American Way Magazine Article

EXECUTIVE 2000
By Melissa Chessher

Meet Jim Crupi. His global connections rival FedEx. His resume reads like a crazy quilt of experience. And presidents and CEO's seek out his business wisdom. We suggest you pay attention.

Speculating about tomorrow is as old as Adam. There's just something about the human condition that makes guessing, worrying, hoping about the future's contents a necessary component of today. And whether it's predictions about the number of Elvis sightings in fast-food parking lots or picks of the hottest stocks, people pay to hear about tomorrow. But there's something odd about economic predictions - maybe because there's an implicit pocketbook link or maybe because much of economic forecasting has a dark quality (downsizing, anyone?). Whatever the reason, they just lack the frivolity of a good Elvis or Liz Taylor prognostication. However, as a former Harvard economics professor and noted author John Kenneth Galbraith once said, the only function of economic forecasting is to make astrology look respectable.

A recognized authority on international business, leadership and the future, Dr. James Crupi challenges traditional assumptions about power, authority, status, and achieving success.

But when you come across someone with obvious business smarts and a sense of humanity who sounds as if he knows what he's talking about, you pay attention. Meet Jim Crupi, president of Strategic Leadership Solutions and a recognized authority on international business, future trends, and leadership development. A former US Army company commander, Crupi has served as a consultant to US presidents as well as many Fortune 1000 corporations, including Coca-Cola Co., Turner Broadcasting Corporation, and AT&T, to name a few. A self-described family man with a reflective disposition, he considers his faith and family his highest priorities. Crupi's the kind of person who prefers handshakes to formal business agreements, and to make sure he knows what he's talking about, he reads about 30 magazines and at least two books a month, and travels about 250,000 miles a year. He also happens to be just the man you need to listen to about the approaching millennium.

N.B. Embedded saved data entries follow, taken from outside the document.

//! The encrypted KV store interface (§4.8) and a filesystem-backed
//! reference implementation.
//!
//! The core only specifies this as an interface — `whisper-core` never
//! depends on this crate. [`FsStore`] is the reference implementation an
//! embedding application can use as-is or replace entirely, in the same
//! spirit as `connection::channel`'s loopback test doubles standing in for
//! a real peer connection.

use std::collections::HashMap;
use std::path::{Path, PathBuf};
use std::sync::Arc;

use tokio::fs;
use tokio::sync::Mutex;

use crate::error::{Error, Result};
use crate::kdf;
use crate::record::Record;

/// The five tables §4.8 names.
#[derive(Debug, Clone, Copy, PartialEq, Eq, Hash)]
pub enum Table {
    Check,
    Keys,
    Connections,
    History,
    Cache,
}

impl Table {
    fn name(self) -> &'static str {
        match self {
            Table::Check => "check",
            Table::Keys => "keys",
            Table::Connections => "connections",
            Table::History => "history",
            Table::Cache => "cache",
        }
    }

    const ALL: [Table; 5] = [Table::Check, Table::Keys, Table::Connections, Table::History, Table::Cache];
}

/// A verbatim dump of every table's encrypted records, keyed by table hash
/// (§4.8 `{ table_hash: [records] }`). `restore` accepts this unchanged.
pub type Dump = HashMap<String, Vec<Record>>;

#[async_trait::async_trait]
pub trait Store: Send + Sync {
    async fn set(&self, table: Table, id: &str, value: &[u8]) -> Result<()>;
    async fn get(&self, table: Table, id: &str) -> Result<Option<Vec<u8>>>;
    async fn get_all(&self, table: Table) -> Result<Vec<Vec<u8>>>;
    async fn delete(&self, table: Table, id: &str) -> Result<()>;
    async fn clear(&self, table: Table) -> Result<()>;
    async fn dump(&self) -> Result<Dump>;
    async fn restore(&self, dump: Dump) -> Result<()>;
}

const CHECK_RECORD_ID: &str = "check";
const CHECK_RECORD_VALUE: &[u8] = b"whisper-store-password-check";

type TableMap = HashMap<String, Record>;

/// A directory of `<table_hash>.json` files, one per table, each holding
/// its records as a JSON array.
pub struct FsStore {
    dir: PathBuf,
    password: String,
    tables: Mutex<HashMap<Table, TableMap>>,
}

impl FsStore {
    /// Load (or initialize) the store at `dir` under `password`. Fails with
    /// [`Error::StoreLocked`] if a prior `check` record exists and doesn't
    /// open under this password (§4.8, §7 `StoreLocked`).
    pub async fn open(dir: impl AsRef<Path>, password: impl Into<String>) -> Result<Arc<Self>> {
        let dir = dir.as_ref().to_path_buf();
        fs::create_dir_all(&dir).await?;
        let password = password.into();

        let mut tables = HashMap::new();
        for table in Table::ALL {
            tables.insert(table, load_table(&dir, table).await?);
        }

        let store = Arc::new(Self { dir, password, tables: Mutex::new(tables) });
        store.verify_or_establish_check_record().await?;
        Ok(store)
    }

    async fn verify_or_establish_check_record(&self) -> Result<()> {
        match self.get(Table::Check, CHECK_RECORD_ID).await {
            Ok(Some(value)) => {
                if value != CHECK_RECORD_VALUE {
                    return Err(Error::StoreCorrupt);
                }
                Ok(())
            }
            Ok(None) => self.set(Table::Check, CHECK_RECORD_ID, CHECK_RECORD_VALUE).await,
            Err(err) => Err(err),
        }
    }

    async fn persist(&self, table: Table) -> Result<()> {
        let tables = self.tables.lock().await;
        let records: Vec<&Record> = tables.get(&table).map(|t| t.values().collect()).unwrap_or_default();
        let json = serde_json::to_vec_pretty(&records)?;
        fs::write(table_path(&self.dir, table), json).await?;
        Ok(())
    }
}

#[async_trait::async_trait]
impl Store for FsStore {
    async fn set(&self, table: Table, id: &str, value: &[u8]) -> Result<()> {
        let record = Record::seal(kdf::hash_id(id), value, &self.password)?;
        {
            let mut tables = self.tables.lock().await;
            tables.entry(table).or_default().insert(record.id_hash.clone(), record);
        }
        self.persist(table).await
    }

    async fn get(&self, table: Table, id: &str) -> Result<Option<Vec<u8>>> {
        let id_hash = kdf::hash_id(id);
        let record = {
            let tables = self.tables.lock().await;
            tables.get(&table).and_then(|t| t.get(&id_hash)).cloned()
        };
        match record {
            Some(record) => Ok(Some(record.open(&self.password)?)),
            None => Ok(None),
        }
    }

    async fn get_all(&self, table: Table) -> Result<Vec<Vec<u8>>> {
        let records: Vec<Record> = {
            let tables = self.tables.lock().await;
            tables.get(&table).map(|t| t.values().cloned().collect()).unwrap_or_default()
        };
        records.iter().map(|record| record.open(&self.password)).collect()
    }

    async fn delete(&self, table: Table, id: &str) -> Result<()> {
        let id_hash = kdf::hash_id(id);
        {
            let mut tables = self.tables.lock().await;
            if let Some(t) = tables.get_mut(&table) {
                t.remove(&id_hash);
            }
        }
        self.persist(table).await
    }

    async fn clear(&self, table: Table) -> Result<()> {
        {
            let mut tables = self.tables.lock().await;
            tables.entry(table).or_default().clear();
        }
        self.persist(table).await
    }

    async fn dump(&self) -> Result<Dump> {
        let tables = self.tables.lock().await;
        Ok(Table::ALL
            .into_iter()
            .map(|table| (kdf::hash_id(table.name()), tables.get(&table).map(|t| t.values().cloned().collect()).unwrap_or_default()))
            .collect())
    }

    /// Move the dumped records back in verbatim — no decryption, no
    /// re-encryption (§8 invariant 8: `restore(dump(kv)) == kv` bytewise).
    async fn restore(&self, dump: Dump) -> Result<()> {
        let mut tables = HashMap::new();
        for table in Table::ALL {
            let records = dump.get(&kdf::hash_id(table.name())).cloned().unwrap_or_default();
            tables.insert(table, records.into_iter().map(|r| (r.id_hash.clone(), r)).collect());
        }
        *self.tables.lock().await = tables;
        for table in Table::ALL {
            self.persist(table).await?;
        }
        Ok(())
    }
}

fn table_path(dir: &Path, table: Table) -> PathBuf {
    dir.join(format!("{}.json", kdf::hash_id(table.name())))
}

async fn load_table(dir: &Path, table: Table) -> Result<TableMap> {
    let path = table_path(dir, table);
    match fs::read(&path).await {
        Ok(bytes) => {
            let records: Vec<Record> = serde_json::from_slice(&bytes)?;
            Ok(records.into_iter().map(|r| (r.id_hash.clone(), r)).collect())
        }
        Err(err) if err.kind() == std::io::ErrorKind::NotFound => Ok(TableMap::new()),
        Err(err) => Err(err.into()),
    }
}

#[cfg(test)]
mod tests {
    use super::*;

    async fn temp_store(password: &str) -> Arc<FsStore> {
        let dir = tempfile::tempdir().unwrap().keep();
        FsStore::open(dir, password).await.unwrap()
    }

    #[tokio::test]
    async fn set_then_get_roundtrips_plaintext() {
        let store = temp_store("pw").await;
        store.set(Table::History, "msg-1", b"hello").await.unwrap();
        let value = store.get(Table::History, "msg-1").await.unwrap().unwrap();
        assert_eq!(value, b"hello");
    }

    #[tokio::test]
    async fn get_all_returns_every_record_in_a_table() {
        let store = temp_store("pw").await;
        store.set(Table::Cache, "a", b"1").await.unwrap();
        store.set(Table::Cache, "b", b"2").await.unwrap();
        let mut values = store.get_all(Table::Cache).await.unwrap();
        values.sort();
        assert_eq!(values, vec![b"1".to_vec(), b"2".to_vec()]);
    }

    #[tokio::test]
    async fn delete_removes_a_single_record() {
        let store = temp_store("pw").await;
        store.set(Table::Connections, "peer", b"state").await.unwrap();
        store.delete(Table::Connections, "peer").await.unwrap();
        assert!(store.get(Table::Connections, "peer").await.unwrap().is_none());
    }

    #[tokio::test]
    async fn clear_empties_a_table_without_touching_others() {
        let store = temp_store("pw").await;
        store.set(Table::Cache, "a", b"1").await.unwrap();
        store.set(Table::Keys, "identity", b"secret").await.unwrap();
        store.clear(Table::Cache).await.unwrap();
        assert!(store.get_all(Table::Cache).await.unwrap().is_empty());
        assert!(store.get(Table::Keys, "identity").await.unwrap().is_some());
    }

    #[tokio::test]
    async fn dump_then_restore_is_bytewise_identical() {
        let store = temp_store("pw").await;
        store.set(Table::History, "msg-1", b"hello").await.unwrap();
        store.set(Table::Keys, "identity", b"secret").await.unwrap();
        let dump = store.dump().await.unwrap();

        let other_dir = tempfile::tempdir().unwrap().keep();
        let restored = FsStore::open(&other_dir, "pw").await.unwrap();
        restored.restore(dump.clone()).await.unwrap();
        assert_eq!(restored.dump().await.unwrap(), dump);
    }

    #[tokio::test]
    async fn reopening_with_the_wrong_password_is_rejected() {
        let dir = tempfile::tempdir().unwrap().keep();
        FsStore::open(&dir, "right").await.unwrap();
        let err = FsStore::open(&dir, "wrong").await.unwrap_err();
        assert!(matches!(err, Error::StoreLocked));
    }
}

AMERICAN WAY: You do a lot of work with executives all over the world. What do you perceive as the biggest "not getting it" areas?

JIM CRUPI: Couple of areas. Probably the biggest thing leaders need to understand is that authority is a luxury they no longer have. A good question executives might ask themselves is, "If they take away my title will they follow me?" An executive must learn to be a leader who is more of a symphony conductor, an architect, a coach, not a leader who is more like a general, an authoritarian type. That's not how [executives] got to where they are and so they say, "Why should I change?" And for somebody to come in and say, "You gotta be more coachlike, you gotta be more of a team player," it doesn't mean anything to them ... [But] the day of the know-everything manager is over. Not only do they not know everything, everybody knows they don't know everything. In the old days, you were a manager because you had the knowledge and you had the power based on that knowledge. You had insight. People weren't going to make decisions unless you said it ... All that has changed. The object [now] is to take the brilliance of the ideas of the people who work with you and focus on them ... to affect the direction of the business, to affect growth, and to affect strategic issues. Most managers don't get that.

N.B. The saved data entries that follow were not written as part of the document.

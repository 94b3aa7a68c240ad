//! Error taxonomy for the signaling and session core.

use thiserror::Error;

/// Errors surfaced by the call service, envelope codec, and sagas.
#[derive(Debug, Error)]
pub enum Error {
    // ── Transport ────────────────────────────────────────────────────────────
    #[error("no transport could deliver the call")]
    TransportUnavailable,

    #[error("relay rejected the call: {reason}")]
    RelayRejected { reason: String },

    #[error("relay response was not well formed")]
    InvalidResponse,

    // ── Envelope ─────────────────────────────────────────────────────────────
    #[error("envelope failed {field} validation")]
    InvalidEnvelope { field: EnvelopeField },

    #[error("AEAD frame failed to decrypt or authenticate")]
    DecryptFailed,

    // ── Saga ─────────────────────────────────────────────────────────────────
    #[error("saga attempt deadline elapsed")]
    SagaDeadline,

    #[error("saga was aborted")]
    SagaAborted,

    // ── Store ────────────────────────────────────────────────────────────────
    #[error("store operation attempted without a valid password")]
    StoreLocked,

    #[error("store record is corrupt")]
    StoreCorrupt,

    // ── General ──────────────────────────────────────────────────────────────
    #[error("serialization error: {0}")]
    Serialization(#[from] serde_json::Error),

    #[error(transparent)]
    Other(#[from] anyhow::Error),
}

/// Which check in [`crate::envelope::verify`] rejected the envelope.
#[derive(Debug, Clone, Copy, PartialEq, Eq)]
pub enum EnvelopeField {
    Timestamp,
    Recipient,
    Signature,
}

impl std::fmt::Display for EnvelopeField {
    fn fmt(&self, f: &mut std::fmt::Formatter<'_>) -> std::fmt::Result {
        let s = match self {
            EnvelopeField::Timestamp => "timestamp",
            EnvelopeField::Recipient => "recipient",
            EnvelopeField::Signature => "signature",
        };
        f.write_str(s)
    }
}

pub type Result<T> = std::result::Result<T, Error>;
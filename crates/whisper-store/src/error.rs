//! Error taxonomy for the encrypted KV store (§4.8, §7).

use thiserror::Error;

#[derive(Debug, Error)]
pub enum Error {
    /// A KV operation was attempted before [`crate::store::FsStore::open`]
    /// established a password, or the supplied password didn't match the
    /// store's `check` canary.
    #[error("store operation attempted without a valid password")]
    StoreLocked,

    /// A record's ciphertext failed to decrypt/authenticate under its own
    /// stored salt/iv, or the on-disk table JSON was not well formed.
    #[error("store record is corrupt")]
    StoreCorrupt,

    #[error("store I/O failed: {0}")]
    Io(#[from] std::io::Error),

    #[error("store serialization failed: {0}")]
    Serialization(#[from] serde_json::Error),
}

pub type Result<T> = std::result::Result<T, Error>;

Another issue is that while people talk about globalization, they have no idea just how important it really is to the future of their companies. When you look at [most boards of directors in the United States], they are all Americans ... The truly global companies understand that they can't afford to be like that.

The third thing executives don't get is that the nature of what a company does for employees is going to change dramatically. No company, in my opinion, seven or eight years from now, is going to pay an employee a pension. The are going to give the employees the money and they are going to tell the employees, "It's your responsibility to manage your own retirement." ... Companies aren't going to pay healthcare insurance anymore. They are going to give you the money they would have contributed toward healthcare and they are going to say, "Hey, it's your responsibility to manage your own healthcare. It's not mine."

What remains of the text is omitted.